How is the value of 'EST SIZE' statistic in the AS Node status output calculated?

How is the value of 'EST SIZE' statistic in the AS Node status output calculated?

book

Article ID: KB0071222

calendar_today

Updated On:

Products Versions
TIBCO ActiveSpaces 4.8.x

Description

The EST SIZE statistic is calculated by our storage engine, and it is an estimate of the size on disk (i.e. after compression etc) of the collection of immutable sorted-string table files (sst files) of the live data directory of the node. Checkpoints are not included in the statistic. The estimate works by starting at the bottom layer of the LSM tree and going up and adding up the sizes of all sst files that don't overlap in key range. This means that data dirs which are less compacted (i.e. more levels, more data overlapping between levels) will exclude more sst files from the estimate (and thus have a smaller estimated size) than data dirs which may contain the same data but in a more compacted form.

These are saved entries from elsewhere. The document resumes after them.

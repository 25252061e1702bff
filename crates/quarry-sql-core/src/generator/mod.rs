//! Query-plan-to-SQL generation with pluggable dialect hooks.
//!
//! [`Generation`] walks a [`SelectStatement`] tree depth-first exactly
//! once and emits SQL text into its own [`SqlWriter`]. At every point
//! where dialects are known to disagree it first offers the node to
//! the configured [`DialectHooks`]; a hook either fully handles the
//! node or falls through to the default emission here. Hooks never
//! mutate the input tree — wrapping strategies build new trees and
//! feed them back through [`Generation::emit_select`].
//!
//! One `Generation` serves exactly one call: the writer, the bound
//! parameter order, and the wrapper-alias counter all reset with it,
//! so concurrent generations only need distinct instances.

use crate::ast::{
    BinaryOp, Expr, FunctionCall, JoinClause, JoinType, Literal, OrderBy, OrderDirection,
    SelectColumn, SelectStatement, TableRef,
};
use crate::dialect::Dialect;
use crate::error::{Result, SqlGenError};
use crate::value::{ParameterValues, SqlValue};
use crate::writer::SqlWriter;

/// Outcome of offering a node to a dialect hook.
#[derive(Debug, Clone, Copy, PartialEq, Eq)]
pub enum Emitted {
    /// The hook emitted the node completely; do not recurse generically.
    Handled,
    /// The hook declined; apply the default emission.
    Fallback,
}

/// Override points where dialects may replace the default emission.
///
/// Every method falls through by default, so a dialect implements only
/// the points where its SQL actually differs. A hook that starts
/// emitting must finish the node and return [`Emitted::Handled`];
/// errors from nested emission propagate unchanged.
pub trait DialectHooks {
    /// Offers an entire SELECT before any default clause emission.
    ///
    /// Paging strategies that restructure the statement intercept
    /// here, emit a rebuilt tree via [`Generation::emit_select`], and
    /// report the node handled.
    fn select(&self, stmt: &SelectStatement, g: &mut Generation<'_>) -> Result<Emitted> {
        let _ = (stmt, g);
        Ok(Emitted::Fallback)
    }

    /// Offers one projection entry (expression plus display alias).
    fn projection(&self, column: &SelectColumn, g: &mut Generation<'_>) -> Result<Emitted> {
        let _ = (column, g);
        Ok(Emitted::Fallback)
    }

    /// Offers a binary expression.
    fn binary(
        &self,
        op: BinaryOp,
        left: &Expr,
        right: &Expr,
        g: &mut Generation<'_>,
    ) -> Result<Emitted> {
        let _ = (op, left, right, g);
        Ok(Emitted::Fallback)
    }

    /// Offers a function call.
    fn function(&self, call: &FunctionCall, g: &mut Generation<'_>) -> Result<Emitted> {
        let _ = (call, g);
        Ok(Emitted::Fallback)
    }

    /// Offers the whole ORDER BY list. Called only when the plan has
    /// orderings; the hook owns the entire clause including its
    /// leading line break, and may emit nothing at all.
    fn order_by(&self, orderings: &[OrderBy], g: &mut Generation<'_>) -> Result<Emitted> {
        let _ = (orderings, g);
        Ok(Emitted::Fallback)
    }

    /// Offers the limit/offset pair. Called only when at least one is
    /// present.
    fn limit_offset(
        &self,
        limit: Option<&Expr>,
        offset: Option<&Expr>,
        g: &mut Generation<'_>,
    ) -> Result<Emitted> {
        let _ = (limit, offset, g);
        Ok(Emitted::Fallback)
    }

    /// Offers the FROM clause of a select with no source tables. The
    /// default emits no FROM clause at all.
    fn empty_from(&self, g: &mut Generation<'_>) -> Result<Emitted> {
        let _ = g;
        Ok(Emitted::Fallback)
    }

    /// Offers a derived table over raw SQL text.
    fn raw_derived_table(&self, sql: &str, alias: &str, g: &mut Generation<'_>) -> Result<Emitted> {
        let _ = (sql, alias, g);
        Ok(Emitted::Fallback)
    }

    /// Offers a lateral cross join.
    fn lateral_join(&self, join: &JoinClause, g: &mut Generation<'_>) -> Result<Emitted> {
        let _ = (join, g);
        Ok(Emitted::Fallback)
    }
}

Note that the value of 'EST SIZE' may be different between primary and mirror girds. A primary grid data dir and mirror grid data dir may show different EST SIZES for a number of reasons. A primary grid live data dir may contain writes after the last checkpoint. Also it may contain keys that are written and then deleted before getting replicated to a mirror grid. A mirror grid node live data dir (in the case of incremental mirroring) contains a computed set of writes that are the delta of two checkpoints. Thus the shape of the mirror grid's live data LSM tree may be different from the primary grid.
 

Issue/Introduction

How is the value of 'EST SIZE' statistic in the AS Node status output calculated?

Environment

All supported platforms

Additional Information

AS Node Status, Estimated Data Size, EST SIZE